**Entries shown**
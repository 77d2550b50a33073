//! Published product specifications.
//!
//! Each product module binds the constants of every published version to
//! the checks that implement them. A published version never gains a
//! requirement; new requirements go into a new version.

pub mod radar_precipitation;

use crate::error::Result;
use crate::pipeline::Pipeline;

/// Builds the pipeline of one published version.
pub type PipelineBuilder = fn() -> Result<Pipeline>;

/// The published versions of one `stage/product`.
#[derive(Debug, Clone, Copy)]
pub struct ProductSpec {
    pub stage: &'static str,
    pub product: &'static str,
    pub default_version: &'static str,
    /// Oldest first.
    pub versions: &'static [(&'static str, PipelineBuilder)],
}

impl ProductSpec {
    pub fn version_ids(&self) -> Vec<&'static str> {
        self.versions.iter().map(|(v, _)| *v).collect()
    }

    pub fn builder(&self, version: &str) -> Option<PipelineBuilder> {
        self.versions
            .iter()
            .find(|(v, _)| *v == version)
            .map(|(_, build)| *build)
    }
}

**What is expected**
Write out, word for word, the line containing "The published versions" and all the lines after it in the entries above, and nothing more.

**Response area**
/// The published versions of one `stage/product`.
#[derive(Debug, Clone, Copy)]
pub struct ProductSpec {
    pub stage: &'static str,
    pub product: &'static str,
    pub default_version: &'static str,
    /// Oldest first.
    pub versions: &'static [(&'static str, PipelineBuilder)],
}

impl ProductSpec {
    pub fn version_ids(&self) -> Vec<&'static str> {
        self.versions.iter().map(|(v, _)| *v).collect()
    }

    pub fn builder(&self, version: &str) -> Option<PipelineBuilder> {
        self.versions
            .iter()
            .find(|(v, _)| *v == version)
            .map(|(_, build)| *build)
    }
}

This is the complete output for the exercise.